FPGARelated.com
Forums

A Challenge for serialized processor design and implementation

Started by Antti March 19, 2008
Summary The discussion centers on a challenge to design an ultra-minimalist, bit-serial 32-bit processor for FPGAs that executes code directly from serial flash or SD cards.

The discussion centers on a challenge to design an ultra-minimalist, bit-serial 32-bit processor for FPGAs that executes code directly from serial flash or SD cards.
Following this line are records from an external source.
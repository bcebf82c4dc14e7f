//! KPI Targets
//!
//! Fixed placeholder numbers for the four dashboard counters and
//! the element/duration each one animates with.

use serde::{Deserialize, Serialize};

use crate::constants;
use super::easing::CounterAnimation;

#[derive(Debug, Clone, Copy, PartialEq, Eq, Serialize, Deserialize)]
#[serde(default)]
pub struct KpiTarget {
    pub total: u64,
    pub malicious: u64,
    pub harmless: u64,
    pub suspicious: u64,
}

impl Default for KpiTarget {
    fn default() -> Self {
        Self {
            total: constants::KPI_TOTAL,
            malicious: constants::KPI_MALICIOUS,
            harmless: constants::KPI_HARMLESS,
            suspicious: constants::KPI_SUSPICIOUS,
        }
    }
}

/// One counter bound to a DOM element
#[derive(Debug, Clone, Copy, PartialEq)]
pub struct KpiBinding {
    pub element_id: &'static str,
    pub animation: CounterAnimation,
}

impl KpiTarget {
    /// Counters in page order, each starting from zero
    pub fn bindings(&self) -> [KpiBinding; 4] {
        [
            KpiBinding {
                element_id: constants::KPI_TOTAL_ID,
                animation: CounterAnimation::new(0, self.total, constants::KPI_TOTAL_DURATION_MS),
            },
            KpiBinding {
                element_id: constants::KPI_MALICIOUS_ID,
                animation: CounterAnimation::new(0, self.malicious, constants::KPI_MALICIOUS_DURATION_MS),
            },
            KpiBinding {
                element_id: constants::KPI_HARMLESS_ID,
                animation: CounterAnimation::new(0, self.harmless, constants::KPI_HARMLESS_DURATION_MS),
            },
            KpiBinding {
                element_id: constants::KPI_SUSPICIOUS_ID,
                animation: CounterAnimation::new(0, self.suspicious, constants::KPI_SUSPICIOUS_DURATION_MS),
            },
        ]
    }
}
The goal is to create a core that uses less than 25% of the logic in the smallest modern FPGAs while maintaining compatibility with high-level C compilers.

Participants debated whether to revive historical bit-serial architectures like the COP800 and 6804 or to implement a serialized version of a modern RISC architecture like MIPS or Transputer to leverage existing toolchains.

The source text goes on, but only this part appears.